Katy McCormick
Katy McCormick is a photo-based artist and educator born in Kansas City, Missouri, who lives in Toronto, Canada. She is associate professor and program director of photography at The School of Image Arts, Toronto Metropolitan University. Her work examines commemorative sites, revealing narratives and social histories embedded in landscapes. Since 2008, her research has focused on the histories of the atomic bombings in Hiroshima and Nagasaki.
In 2018 she self-published an artist book entitled: The Ash Garden: Hiroshima Under a Rain of Ruin, which moves through the interwoven strata of space and time in Hiroshima using a forensic approach reminiscent of the early post-bombing surveys. The book presents a sampling of 27 “A-bomb Disaster Markers” showing buildings and bridges, sequenced as they lie, distance-wise, relative to the hypocenter. This systematic arrangement provides a conceptual framework for reflecting upon Hiroshima’s history as the testing ground for uranium bombs, while also probing the limitations of photographic representation to intimate the invisible.

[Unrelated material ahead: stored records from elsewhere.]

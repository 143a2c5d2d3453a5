//! Editor views: the story tree and the selected node's drafts

use std::fmt::Write;

use storyloom_domain::TreeEntry;

use crate::application::EditorSession;
use crate::ui::presentation::utils::{ending_badge, snippet, story_header, unreachable_nodes};

pub const EDIT_HELP: &str = "Commands: t tree, n node, s <id> select, e edit, c <text> set content, \
o <text> add option, rm <n> remove option, ot <n> <text> option text, \
l <n> [id] link option, save, x cancel, add <parent> <text> new child, \
del <id> delete node, title <text> rename, f refresh, q quit";

const SNIPPET_LEN: usize = 48;

pub fn render_tree(session: &EditorSession) -> String {
    let document = session.document();
    let selected = session.selected_node_id();
    let mut out = format!("== {} ==\n", story_header(document));

    let tree = session.tree();
    for row in &tree {
        let indent = "  ".repeat(row.depth);
        let via = row
            .via_option
            .as_deref()
            .map(|text| format!("[{text}] "))
            .unwrap_or_default();
        let body = match &row.entry {
            TreeEntry::Node(id) => {
                let cursor = if selected == Some(id) { "*" } else { "-" };
                let node = document.get(id);
                let content = node.map(|n| snippet(&n.content, SNIPPET_LEN)).unwrap_or_default();
                let badge = node
                    .and_then(ending_badge)
                    .map(|badge| format!(" ({badge})"))
                    .unwrap_or_default();
                format!("{cursor} #{id} {content}{badge}")
            }
            TreeEntry::Dangling(id) => format!("! broken link -> #{id}"),
            TreeEntry::Unlinked => "! unlinked option".to_string(),
            TreeEntry::Cycle(id) => format!("~ back to #{id}"),
        };
        let _ = writeln!(out, "{indent}{via}{body}");
    }

    let unreachable = unreachable_nodes(document, &tree);
    if !unreachable.is_empty() {
        let ids: Vec<String> = unreachable.iter().map(|id| format!("#{id}")).collect();
        let _ = writeln!(out, "Unreachable: {}", ids.join(", "));
    }
    out
}

pub fn render_node(session: &EditorSession) -> String {
    let Some(node) = session.selected_node() else {
        return "No node selected. Use `s <id>` to select one.\n".to_string();
    };

    let mode = if session.is_editing() { "editing" } else { "viewing" };
    let mut out = format!("Node #{} ({mode})\n", node.id);
    let _ = writeln!(out, "Content: {}", session.draft_content());
    if session.draft_options().is_empty() {
        out.push_str("Options: none\n");
    } else {
        out.push_str("Options:\n");
        for (index, option) in session.draft_options().iter().enumerate() {
            let target = match &option.node_id {
                Some(id) if session.document().contains(id) => format!("-> #{id}"),
                Some(id) => format!("-> #{id} [broken link]"),
                None => "[unlinked]".to_string(),
            };
            let _ = writeln!(out, "  {}. {} {}", index + 1, option.text, target);
        }
    }
    out
}

#[cfg(test)]
mod tests {
    use std::sync::Arc;

    use storyloom_domain::{Story, StoryNode, StoryOption};

    use super::*;
    use crate::application::{Api, StoryService};
    use crate::infrastructure::testing::fixtures;
    use crate::ports::outbound::MockRawApiPort;

    fn editor(story: Story) -> EditorSession {
        let service = StoryService::new(Api::new(Arc::new(MockRawApiPort::new())));
        EditorSession::with_document(service, story)
    }

    #[test]
    fn tree_marks_selection_and_endings() {
        let text = render_tree(&editor(fixtures::crossroads_story()));
        let lines: Vec<&str> = text.lines().collect();
        assert_eq!(lines[0], "== Crossroads (#1, draft) ==");
        assert_eq!(lines[1], "* #A You stand at a crossroads.");
        assert_eq!(lines[2], "  [Go left] - #B A narrow forest path.");
        assert_eq!(lines[3], "    [Go deeper] - #D You find the treasure. (ending, win)");
        assert_eq!(lines[4], "  [Go right] - #C The river sweeps you away. (ending)");
    }

    #[test]
    fn tree_shows_broken_links_and_orphans() {
        let story = Story::new(
            1,
            "Broken",
            StoryNode::new("A", "Start")
                .with_option(StoryOption::linked("Into the void", "Z"))
                .with_option(StoryOption::unlinked("Later")),
        )
        .with_node(StoryNode::new("Q", "Nobody links here"));

        let text = render_tree(&editor(story));
        assert!(text.contains("  [Into the void] ! broken link -> #Z"));
        assert!(text.contains("  [Later] ! unlinked option"));
        assert!(text.ends_with("Unreachable: #Q\n"));
    }

    #[test]
    fn node_view_lists_draft_options() {
        let mut session = editor(fixtures::crossroads_story());
        session.enter_edit_mode().unwrap();
        session.add_draft_option("Wait");

        let text = render_node(&session);
        assert!(text.starts_with("Node #A (editing)"));
        assert!(text.contains("  1. Go left -> #B"));
        assert!(text.contains("  3. Wait [unlinked]"));
    }
}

Her ongoing project, Rooted among the Ashes: Hibakujumoku / The A-bombed Trees, comprises portraits of survivor trees. As the last generation of Hibakusha—the “explosion-effected people” of Hiroshima and Nagasaki pass on their stories, silent witnesses—the hibakujumoku—stand hidden in plain view. Living in school yards, temple grounds, gardens, and city squares, these trees, like countless non-combatant humans and animals, were subjected to the devastating impacts of the atomic bombs. Lovingly tended since then, and often supported with wooden poles, these trees stand as living witnesses to cataclysmic events. Bearing the scars of heat, blast and fire, and forever altered by exposure to radiation, they signify the persistence of life in the face of total destruction. For survivors, they are living links to a history hidden in plain sight. In Nagasaki, the A-bombed trees are loosely identified by signs listing their species and distance from ground zero. In Hiroshima, a registry of a-bombed trees has been created by the municipal government. Many of the trees serve as touchstones in elementary school peace education programs. Over the years, elderly hibakusha have gathered children around the a-bombed trees and spoken to them about those dark times—and the hope brought by the trees in the face of so much death and destruction.